**Your objective**
State how many lines of the material below contain the word "health". Add nothing else.

**Material provided**

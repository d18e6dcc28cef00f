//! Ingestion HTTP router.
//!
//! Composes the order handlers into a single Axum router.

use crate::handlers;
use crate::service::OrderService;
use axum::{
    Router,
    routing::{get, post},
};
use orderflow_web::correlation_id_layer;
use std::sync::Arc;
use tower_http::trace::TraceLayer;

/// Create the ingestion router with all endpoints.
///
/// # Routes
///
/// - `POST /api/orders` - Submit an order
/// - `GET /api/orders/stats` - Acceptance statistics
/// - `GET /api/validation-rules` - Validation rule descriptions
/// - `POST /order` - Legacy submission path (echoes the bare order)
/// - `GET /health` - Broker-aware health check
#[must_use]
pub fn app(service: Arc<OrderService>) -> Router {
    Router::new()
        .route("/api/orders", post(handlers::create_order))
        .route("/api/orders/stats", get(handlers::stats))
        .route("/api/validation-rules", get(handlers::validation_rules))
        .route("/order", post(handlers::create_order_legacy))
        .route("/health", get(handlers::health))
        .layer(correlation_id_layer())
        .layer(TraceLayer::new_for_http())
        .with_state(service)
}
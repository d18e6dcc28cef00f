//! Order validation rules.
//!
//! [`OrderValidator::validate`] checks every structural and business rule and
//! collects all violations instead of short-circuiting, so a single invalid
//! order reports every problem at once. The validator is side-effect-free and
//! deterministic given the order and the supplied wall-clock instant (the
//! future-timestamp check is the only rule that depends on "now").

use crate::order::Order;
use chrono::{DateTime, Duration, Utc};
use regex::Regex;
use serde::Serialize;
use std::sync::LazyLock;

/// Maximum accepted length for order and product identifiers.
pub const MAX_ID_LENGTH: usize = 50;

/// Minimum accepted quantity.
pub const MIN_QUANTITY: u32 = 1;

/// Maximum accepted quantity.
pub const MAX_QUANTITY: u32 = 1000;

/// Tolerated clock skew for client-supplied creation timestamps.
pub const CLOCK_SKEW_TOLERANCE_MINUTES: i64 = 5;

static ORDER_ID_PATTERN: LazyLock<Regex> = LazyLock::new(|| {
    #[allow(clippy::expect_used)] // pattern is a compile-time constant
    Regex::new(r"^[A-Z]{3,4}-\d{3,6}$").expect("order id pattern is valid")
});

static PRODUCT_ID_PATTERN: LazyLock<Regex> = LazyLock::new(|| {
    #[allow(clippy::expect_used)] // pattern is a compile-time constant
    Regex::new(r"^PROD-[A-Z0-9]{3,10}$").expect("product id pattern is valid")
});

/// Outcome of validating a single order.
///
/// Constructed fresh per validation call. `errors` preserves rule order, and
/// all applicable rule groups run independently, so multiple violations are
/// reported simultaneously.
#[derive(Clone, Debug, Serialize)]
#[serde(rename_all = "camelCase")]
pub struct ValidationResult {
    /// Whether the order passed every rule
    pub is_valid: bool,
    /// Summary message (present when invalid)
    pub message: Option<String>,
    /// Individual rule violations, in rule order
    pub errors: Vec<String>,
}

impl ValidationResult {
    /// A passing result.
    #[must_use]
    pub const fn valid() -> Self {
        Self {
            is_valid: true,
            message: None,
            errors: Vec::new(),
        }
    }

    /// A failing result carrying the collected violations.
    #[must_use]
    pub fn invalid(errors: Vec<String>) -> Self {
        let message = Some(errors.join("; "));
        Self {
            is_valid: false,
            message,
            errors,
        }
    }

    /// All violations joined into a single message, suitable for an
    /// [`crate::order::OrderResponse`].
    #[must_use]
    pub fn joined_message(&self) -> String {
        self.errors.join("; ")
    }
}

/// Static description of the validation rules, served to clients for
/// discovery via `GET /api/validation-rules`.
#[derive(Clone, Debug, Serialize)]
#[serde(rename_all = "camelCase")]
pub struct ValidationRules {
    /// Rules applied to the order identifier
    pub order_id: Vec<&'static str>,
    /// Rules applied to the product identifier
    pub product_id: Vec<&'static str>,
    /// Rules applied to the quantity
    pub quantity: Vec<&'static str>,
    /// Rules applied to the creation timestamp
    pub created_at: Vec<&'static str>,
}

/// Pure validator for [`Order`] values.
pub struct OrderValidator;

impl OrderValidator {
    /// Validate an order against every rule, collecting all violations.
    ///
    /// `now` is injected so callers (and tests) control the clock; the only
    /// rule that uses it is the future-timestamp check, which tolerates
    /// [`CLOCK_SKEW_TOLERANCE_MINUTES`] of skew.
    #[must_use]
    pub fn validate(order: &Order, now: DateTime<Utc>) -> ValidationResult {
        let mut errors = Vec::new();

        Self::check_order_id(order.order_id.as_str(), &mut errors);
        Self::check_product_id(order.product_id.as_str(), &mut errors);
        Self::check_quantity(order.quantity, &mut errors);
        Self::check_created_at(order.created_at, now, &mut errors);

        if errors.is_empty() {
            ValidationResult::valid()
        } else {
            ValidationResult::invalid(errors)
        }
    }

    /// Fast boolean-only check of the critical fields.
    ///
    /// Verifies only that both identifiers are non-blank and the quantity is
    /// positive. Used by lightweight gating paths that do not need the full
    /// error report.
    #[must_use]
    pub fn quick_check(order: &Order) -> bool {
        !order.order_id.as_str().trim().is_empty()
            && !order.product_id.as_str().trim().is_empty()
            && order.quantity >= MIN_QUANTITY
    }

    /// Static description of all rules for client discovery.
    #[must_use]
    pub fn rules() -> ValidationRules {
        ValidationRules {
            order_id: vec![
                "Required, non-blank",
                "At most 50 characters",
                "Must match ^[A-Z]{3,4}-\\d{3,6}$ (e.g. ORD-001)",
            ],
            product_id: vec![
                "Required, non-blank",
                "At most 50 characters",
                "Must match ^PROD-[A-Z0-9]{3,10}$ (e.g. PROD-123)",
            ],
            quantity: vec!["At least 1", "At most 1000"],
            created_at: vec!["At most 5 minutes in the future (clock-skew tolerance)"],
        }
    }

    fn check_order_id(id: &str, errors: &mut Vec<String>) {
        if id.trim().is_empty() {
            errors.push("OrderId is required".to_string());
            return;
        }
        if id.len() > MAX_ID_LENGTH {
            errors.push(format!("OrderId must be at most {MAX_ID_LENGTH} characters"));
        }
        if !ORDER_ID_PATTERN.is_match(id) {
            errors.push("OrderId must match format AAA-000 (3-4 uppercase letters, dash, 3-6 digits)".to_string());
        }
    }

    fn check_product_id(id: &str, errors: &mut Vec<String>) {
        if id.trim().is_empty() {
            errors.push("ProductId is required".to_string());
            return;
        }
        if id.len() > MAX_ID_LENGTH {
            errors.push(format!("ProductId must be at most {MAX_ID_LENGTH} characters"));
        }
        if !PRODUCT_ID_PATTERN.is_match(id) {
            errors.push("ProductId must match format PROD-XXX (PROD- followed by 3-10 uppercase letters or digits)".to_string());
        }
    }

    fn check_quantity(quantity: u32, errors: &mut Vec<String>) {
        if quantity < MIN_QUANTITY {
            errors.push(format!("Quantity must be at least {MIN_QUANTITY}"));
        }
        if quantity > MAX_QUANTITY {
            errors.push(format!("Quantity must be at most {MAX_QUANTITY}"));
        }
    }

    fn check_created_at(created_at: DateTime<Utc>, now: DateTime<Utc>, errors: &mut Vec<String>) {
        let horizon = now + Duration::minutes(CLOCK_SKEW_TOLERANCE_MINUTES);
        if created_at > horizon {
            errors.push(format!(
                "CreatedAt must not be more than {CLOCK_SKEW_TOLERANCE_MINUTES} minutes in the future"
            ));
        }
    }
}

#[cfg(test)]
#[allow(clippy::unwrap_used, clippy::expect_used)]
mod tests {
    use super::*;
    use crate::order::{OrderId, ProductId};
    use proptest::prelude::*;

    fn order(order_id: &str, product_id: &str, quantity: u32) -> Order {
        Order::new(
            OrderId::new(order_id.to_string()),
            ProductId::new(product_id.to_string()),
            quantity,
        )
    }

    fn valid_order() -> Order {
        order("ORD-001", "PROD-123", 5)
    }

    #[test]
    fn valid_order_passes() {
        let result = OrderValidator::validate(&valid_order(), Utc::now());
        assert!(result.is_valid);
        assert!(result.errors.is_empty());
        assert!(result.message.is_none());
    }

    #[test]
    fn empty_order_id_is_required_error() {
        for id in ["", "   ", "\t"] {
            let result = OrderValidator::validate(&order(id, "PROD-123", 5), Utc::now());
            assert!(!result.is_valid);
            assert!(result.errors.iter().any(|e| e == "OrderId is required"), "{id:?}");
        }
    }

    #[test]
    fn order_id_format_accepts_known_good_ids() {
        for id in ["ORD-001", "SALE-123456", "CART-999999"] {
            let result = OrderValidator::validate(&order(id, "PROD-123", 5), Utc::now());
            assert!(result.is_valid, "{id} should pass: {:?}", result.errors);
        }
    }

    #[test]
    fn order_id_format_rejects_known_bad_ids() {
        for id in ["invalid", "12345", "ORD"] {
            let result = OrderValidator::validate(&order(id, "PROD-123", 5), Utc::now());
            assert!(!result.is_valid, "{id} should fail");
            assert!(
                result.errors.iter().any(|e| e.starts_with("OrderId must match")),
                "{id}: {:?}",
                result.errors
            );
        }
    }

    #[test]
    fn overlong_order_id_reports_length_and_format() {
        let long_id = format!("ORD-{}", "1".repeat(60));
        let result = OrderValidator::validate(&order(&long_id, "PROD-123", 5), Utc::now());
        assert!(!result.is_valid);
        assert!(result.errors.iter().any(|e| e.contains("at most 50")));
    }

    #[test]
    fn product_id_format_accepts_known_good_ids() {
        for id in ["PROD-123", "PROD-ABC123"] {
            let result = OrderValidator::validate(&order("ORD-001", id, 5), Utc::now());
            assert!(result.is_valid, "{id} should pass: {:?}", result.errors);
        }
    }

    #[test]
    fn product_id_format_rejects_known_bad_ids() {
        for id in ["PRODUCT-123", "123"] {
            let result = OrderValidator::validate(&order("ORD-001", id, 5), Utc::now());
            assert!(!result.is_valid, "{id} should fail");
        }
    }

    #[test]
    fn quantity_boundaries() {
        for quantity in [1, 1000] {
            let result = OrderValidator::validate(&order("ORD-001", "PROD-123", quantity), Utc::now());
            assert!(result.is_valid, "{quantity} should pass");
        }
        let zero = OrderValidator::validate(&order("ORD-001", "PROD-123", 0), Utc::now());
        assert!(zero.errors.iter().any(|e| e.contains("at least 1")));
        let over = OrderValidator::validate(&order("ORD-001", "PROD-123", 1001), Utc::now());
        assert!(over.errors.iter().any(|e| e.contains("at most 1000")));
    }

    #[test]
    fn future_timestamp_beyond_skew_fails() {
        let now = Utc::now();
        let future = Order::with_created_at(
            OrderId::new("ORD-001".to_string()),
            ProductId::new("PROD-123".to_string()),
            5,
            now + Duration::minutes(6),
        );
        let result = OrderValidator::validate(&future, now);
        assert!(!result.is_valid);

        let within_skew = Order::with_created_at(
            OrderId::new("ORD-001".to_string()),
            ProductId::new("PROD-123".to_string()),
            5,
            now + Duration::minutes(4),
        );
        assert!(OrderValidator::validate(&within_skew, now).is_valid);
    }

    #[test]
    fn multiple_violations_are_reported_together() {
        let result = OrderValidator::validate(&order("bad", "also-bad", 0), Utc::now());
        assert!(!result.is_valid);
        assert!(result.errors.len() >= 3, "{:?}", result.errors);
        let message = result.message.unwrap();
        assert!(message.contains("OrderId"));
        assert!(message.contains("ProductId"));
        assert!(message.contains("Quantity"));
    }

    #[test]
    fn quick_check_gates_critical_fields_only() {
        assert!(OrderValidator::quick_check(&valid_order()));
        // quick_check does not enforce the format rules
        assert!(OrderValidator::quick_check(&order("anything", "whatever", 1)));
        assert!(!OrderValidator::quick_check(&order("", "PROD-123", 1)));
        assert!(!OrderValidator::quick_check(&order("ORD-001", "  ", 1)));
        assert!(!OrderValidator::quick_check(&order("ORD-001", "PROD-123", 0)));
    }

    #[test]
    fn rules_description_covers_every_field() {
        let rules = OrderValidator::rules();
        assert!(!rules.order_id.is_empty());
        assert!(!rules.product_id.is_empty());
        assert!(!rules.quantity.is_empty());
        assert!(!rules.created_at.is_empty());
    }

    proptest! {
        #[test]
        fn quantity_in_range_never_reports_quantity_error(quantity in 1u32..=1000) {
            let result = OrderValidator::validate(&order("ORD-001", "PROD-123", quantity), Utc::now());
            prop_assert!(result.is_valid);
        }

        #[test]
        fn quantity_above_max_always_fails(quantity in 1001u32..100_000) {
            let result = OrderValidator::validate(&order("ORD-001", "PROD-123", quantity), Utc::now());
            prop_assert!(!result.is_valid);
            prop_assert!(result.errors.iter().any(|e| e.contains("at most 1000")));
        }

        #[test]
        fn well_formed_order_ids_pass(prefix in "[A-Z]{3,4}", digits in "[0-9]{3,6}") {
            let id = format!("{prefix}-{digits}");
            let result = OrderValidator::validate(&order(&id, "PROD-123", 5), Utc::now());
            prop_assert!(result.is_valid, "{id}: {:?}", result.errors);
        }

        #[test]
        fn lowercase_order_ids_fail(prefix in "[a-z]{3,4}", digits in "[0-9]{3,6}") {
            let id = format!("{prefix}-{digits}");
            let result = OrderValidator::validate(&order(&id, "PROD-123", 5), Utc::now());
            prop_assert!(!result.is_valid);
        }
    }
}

**Response below**
2